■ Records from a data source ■
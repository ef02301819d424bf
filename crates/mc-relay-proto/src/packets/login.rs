//! Login phase packets.

use bytes::{Buf, BufMut};

use crate::codec::{self, ProtoDecode, ProtoEncode};
use crate::error::ProtoError;
use crate::types::VarInt;

/// LoginStart (0x00): Client → Server.
#[derive(Debug, Clone, PartialEq)]
pub struct LoginStart {
    pub name: String,
}

impl ProtoEncode for LoginStart {
    fn proto_encode(&self, buf: &mut impl BufMut) {
        codec::write_string(buf, &self.name);
    }
}

impl ProtoDecode for LoginStart {
    fn proto_decode(buf: &mut impl Buf) -> Result<Self, ProtoError> {
        Ok(Self {
            name: codec::read_string(buf)?,
        })
    }
}

/// EncryptionResponse (0x01): Client → Server. Both fields are RSA encrypted.
#[derive(Debug, Clone, PartialEq)]
pub struct EncryptionResponse {
    pub shared_secret: Vec<u8>,
    pub verify_token: Vec<u8>,
}

impl ProtoEncode for EncryptionResponse {
    fn proto_encode(&self, buf: &mut impl BufMut) {
        codec::write_byte_array(buf, &self.shared_secret);
        codec::write_byte_array(buf, &self.verify_token);
    }
}

impl ProtoDecode for EncryptionResponse {
    fn proto_decode(buf: &mut impl Buf) -> Result<Self, ProtoError> {
        Ok(Self {
            shared_secret: codec::read_byte_array(buf)?,
            verify_token: codec::read_byte_array(buf)?,
        })
    }
}

/// LoginDisconnect (0x00): Server → Client. `reason` is a chat component.
#[derive(Debug, Clone, PartialEq)]
pub struct LoginDisconnect {
    pub reason: String,
}

impl ProtoEncode for LoginDisconnect {
    fn proto_encode(&self, buf: &mut impl BufMut) {
        codec::write_string(buf, &self.reason);
    }
}

impl ProtoDecode for LoginDisconnect {
    fn proto_decode(buf: &mut impl Buf) -> Result<Self, ProtoError> {
        Ok(Self {
            reason: codec::read_string(buf)?,
        })
    }
}

/// EncryptionRequest (0x01): Server → Client.
#[derive(Debug, Clone, PartialEq)]
pub struct EncryptionRequest {
    pub server_id: String,
    /// DER-encoded SubjectPublicKeyInfo.
    pub public_key: Vec<u8>,
    pub verify_token: Vec<u8>,
}

impl ProtoEncode for EncryptionRequest {
    fn proto_encode(&self, buf: &mut impl BufMut) {
        codec::write_string(buf, &self.server_id);
        codec::write_byte_array(buf, &self.public_key);
        codec::write_byte_array(buf, &self.verify_token);
    }
}

impl ProtoDecode for EncryptionRequest {
    fn proto_decode(buf: &mut impl Buf) -> Result<Self, ProtoError> {
        Ok(Self {
            server_id: codec::read_string_bounded(buf, 20)?,
            public_key: codec::read_byte_array(buf)?,
            verify_token: codec::read_byte_array(buf)?,
        })
    }
}

/// LoginSuccess (0x02): Server → Client. Switches both sides to play.
#[derive(Debug, Clone, PartialEq)]
pub struct LoginSuccess {
    /// Hyphenated UUID string.
    pub uuid: String,
    pub username: String,
}

impl ProtoEncode for LoginSuccess {
    fn proto_encode(&self, buf: &mut impl BufMut) {
        codec::write_string(buf, &self.uuid);
        codec::write_string(buf, &self.username);
    }
}

impl ProtoDecode for LoginSuccess {
    fn proto_decode(buf: &mut impl Buf) -> Result<Self, ProtoError> {
        Ok(Self {
            uuid: codec::read_string_bounded(buf, 36)?,
            username: codec::read_string_bounded(buf, 16)?,
        })
    }
}

/// SetCompression (0x03): Server → Client.
#[derive(Debug, Clone, PartialEq)]
pub struct SetCompression {
    pub threshold: i32,
}

impl ProtoEncode for SetCompression {
    fn proto_encode(&self, buf: &mut impl BufMut) {
        VarInt(self.threshold).proto_encode(buf);
    }
}

impl ProtoDecode for SetCompression {
    fn proto_decode(buf: &mut impl Buf) -> Result<Self, ProtoError> {
        Ok(Self {
            threshold: VarInt::proto_decode(buf)?.0,
        })
    }
}

#[cfg(test)]
mod tests {
    use super::*;
    use bytes::BytesMut;

    #[test]
    fn encryption_request_roundtrip() {
        let pkt = EncryptionRequest {
            server_id: "3f2a".into(),
            public_key: vec![0x30, 0x81, 0x9F],
            verify_token: vec![1, 2, 3, 4],
        };
        let mut buf = BytesMut::new();
        pkt.proto_encode(&mut buf);
        assert_eq!(EncryptionRequest::proto_decode(&mut buf.freeze()).unwrap(), pkt);
    }

    #[test]
    fn set_compression_is_varint() {
        let mut buf = BytesMut::new();
        SetCompression { threshold: 256 }.proto_encode(&mut buf);
        assert_eq!(&buf[..], &[0x80, 0x02]);
    }

    #[test]
    fn truncated_encryption_response_fails() {
        let wire: &[u8] = &[0x04, 0x01, 0x02];
        assert!(EncryptionResponse::proto_decode(&mut &wire[..]).is_err());
    }
}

■ What to produce ■
Every line above with the string "ProtoDecode" in it should be copied into the answer.

■ Response to the exercise ■
use crate::codec::{self, ProtoDecode, ProtoEncode};
impl ProtoDecode for LoginStart {
impl ProtoDecode for EncryptionResponse {
impl ProtoDecode for LoginDisconnect {
impl ProtoDecode for EncryptionRequest {
impl ProtoDecode for LoginSuccess {
impl ProtoDecode for SetCompression {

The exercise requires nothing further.